PROMPT:
Set down the entries once more, exactly as they are written.

ENTRIES PROVIDED:
————————

//! Field validation for identity data.
//!
//! Both limits are byte lengths:
//! - Name: 0-20 bytes (empty clears the name)
//! - Image hash: empty, or exactly 46 bytes (a base58 CIDv0 such as `Qm...`)
//!
//! The hash content itself is not inspected; the image store is addressed
//! by whatever string the owner provides.

use soroban_sdk::String;

/// Maximum name length in bytes.
pub const MAX_NAME_LENGTH: u32 = 20;

/// Required image hash length in bytes when set.
pub const IMAGE_HASH_LENGTH: u32 = 46;

/// Check a name against the length limit.
pub fn validate_name(name: &String) -> bool {
    name.len() <= MAX_NAME_LENGTH
}

/// Check an image hash: either unset or exactly `IMAGE_HASH_LENGTH` bytes.
pub fn validate_image_hash(image_hash: &String) -> bool {
    let len = image_hash.len();
    len == 0 || len == IMAGE_HASH_LENGTH
}
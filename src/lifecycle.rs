//! Contract lifecycle: the emergency stop and permanent shutdown.

use soroban_sdk::{contracttype, Env};

use crate::storage::RegistryKey;
use crate::RegistryError;

/// Lifecycle state of the registry.
///
/// `Active` and `Paused` toggle back and forth; `Terminated` is final.
#[contracttype]
#[derive(Clone, Copy, Debug, Eq, PartialEq)]
pub enum Lifecycle {
    /// All operations accepted.
    Active,
    /// Emergency stop. Reads succeed, writes are rejected.
    Paused,
    /// Permanently disabled. Nothing is accepted.
    Terminated,
}

impl Lifecycle {
    /// Gate for read operations.
    pub fn check_read(self) -> Result<(), RegistryError> {
        match self {
            Lifecycle::Terminated => Err(RegistryError::ContractTerminated),
            _ => Ok(()),
        }
    }

    /// Gate for state-changing identity and request operations.
    pub fn check_write(self) -> Result<(), RegistryError> {
        match self {
            Lifecycle::Active => Ok(()),
            Lifecycle::Paused => Err(RegistryError::ContractPaused),
            Lifecycle::Terminated => Err(RegistryError::ContractTerminated),
        }
    }

    /// The state reached by toggling, or an error once terminated.
    pub fn toggled(self) -> Result<Lifecycle, RegistryError> {
        match self {
            Lifecycle::Active => Ok(Lifecycle::Paused),
            Lifecycle::Paused => Ok(Lifecycle::Active),
            Lifecycle::Terminated => Err(RegistryError::ContractTerminated),
        }
    }
}

/// Read the stored lifecycle. Fails if the contract was never initialized.
pub fn load(env: &Env) -> Result<Lifecycle, RegistryError> {
    env.storage()
        .instance()
        .get(&RegistryKey::Lifecycle)
        .ok_or(RegistryError::NotInitialized)
}

pub fn store(env: &Env, lifecycle: Lifecycle) {
    env.storage()
        .instance()
        .set(&RegistryKey::Lifecycle, &lifecycle);
}

#[cfg(test)]
mod tests {
    use super::*;

    #[test]
    fn test_gates() {
        assert_eq!(Lifecycle::Active.check_read(), Ok(()));
        assert_eq!(Lifecycle::Active.check_write(), Ok(()));

        assert_eq!(Lifecycle::Paused.check_read(), Ok(()));
        assert_eq!(
            Lifecycle::Paused.check_write(),
            Err(RegistryError::ContractPaused)
        );

        assert_eq!(
            Lifecycle::Terminated.check_read(),
            Err(RegistryError::ContractTerminated)
        );
        assert_eq!(
            Lifecycle::Terminated.check_write(),
            Err(RegistryError::ContractTerminated)
        );
    }

    #[test]
    fn test_toggle() {
        assert_eq!(Lifecycle::Active.toggled(), Ok(Lifecycle::Paused));
        assert_eq!(Lifecycle::Paused.toggled(), Ok(Lifecycle::Active));
        assert_eq!(
            Lifecycle::Terminated.toggled(),
            Err(RegistryError::ContractTerminated)
        );
    }
}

————————

OUTPUT:
//! Field validation for identity data.
//!
//! Both limits are byte lengths:
//! - Name: 0-20 bytes (empty clears the name)
//! - Image hash: empty, or exactly 46 bytes (a base58 CIDv0 such as `Qm...`)
//!
//! The hash content itself is not inspected; the image store is addressed
//! by whatever string the owner provides.

use soroban_sdk::String;

/// Maximum name length in bytes.
pub const MAX_NAME_LENGTH: u32 = 20;

/// Required image hash length in bytes when set.
pub const IMAGE_HASH_LENGTH: u32 = 46;

/// Check a name against the length limit.
pub fn validate_name(name: &String) -> bool {
    name.len() <= MAX_NAME_LENGTH
}

/// Check an image hash: either unset or exactly `IMAGE_HASH_LENGTH` bytes.
pub fn validate_image_hash(image_hash: &String) -> bool {
    let len = image_hash.len();
    len == 0 || len == IMAGE_HASH_LENGTH
}
filename src/lifecycle.rs
//! Contract lifecycle: the emergency stop and permanent shutdown.

use soroban_sdk::{contracttype, Env};

use crate::storage::RegistryKey;
use crate::RegistryError;

/// Lifecycle state of the registry.
///
/// `Active` and `Paused` toggle back and forth; `Terminated` is final.
#[contracttype]
#[derive(Clone, Copy, Debug, Eq, PartialEq)]
pub enum Lifecycle {
    /// All operations accepted.
    Active,
    /// Emergency stop. Reads succeed, writes are rejected.
    Paused,
    /// Permanently disabled. Nothing is accepted.
    Terminated,
}

impl Lifecycle {
    /// Gate for read operations.
    pub fn check_read(self) -> Result<(), RegistryError> {
        match self {
            Lifecycle::Terminated => Err(RegistryError::ContractTerminated),
            _ => Ok(()),
        }
    }

    /// Gate for state-changing identity and request operations.
    pub fn check_write(self) -> Result<(), RegistryError> {
        match self {
            Lifecycle::Active => Ok(()),
            Lifecycle::Paused => Err(RegistryError::ContractPaused),
            Lifecycle::Terminated => Err(RegistryError::ContractTerminated),
        }
    }

    /// The state reached by toggling, or an error once terminated.
    pub fn toggled(self) -> Result<Lifecycle, RegistryError> {
        match self {
            Lifecycle::Active => Ok(Lifecycle::Paused),
            Lifecycle::Paused => Ok(Lifecycle::Active),
            Lifecycle::Terminated => Err(RegistryError::ContractTerminated),
        }
    }
}

/// Read the stored lifecycle. Fails if the contract was never initialized.
pub fn load(env: &Env) -> Result<Lifecycle, RegistryError> {
    env.storage()
        .instance()
        .get(&RegistryKey::Lifecycle)
        .ok_or(RegistryError::NotInitialized)
}

pub fn store(env: &Env, lifecycle: Lifecycle) {
    env.storage()
        .instance()
        .set(&RegistryKey::Lifecycle, &lifecycle);
}

#[cfg(test)]
mod tests {
    use super::*;

    #[test]
    fn test_gates() {
        assert_eq!(Lifecycle::Active.check_read(), Ok(()));
        assert_eq!(Lifecycle::Active.check_write(), Ok(()));

        assert_eq!(Lifecycle::Paused.check_read(), Ok(()));
        assert_eq!(
            Lifecycle::Paused.check_write(),
            Err(RegistryError::ContractPaused)
        );

        assert_eq!(
            Lifecycle::Terminated.check_read(),
            Err(RegistryError::ContractTerminated)
        );
        assert_eq!(
            Lifecycle::Terminated.check_write(),
            Err(RegistryError::ContractTerminated)
        );
    }

    #[test]
    fn test_toggle() {
        assert_eq!(Lifecycle::Active.toggled(), Ok(Lifecycle::Paused));
        assert_eq!(Lifecycle::Paused.toggled(), Ok(Lifecycle::Active));
        assert_eq!(
            Lifecycle::Terminated.toggled(),
            Err(RegistryError::ContractTerminated)
        );
    }
}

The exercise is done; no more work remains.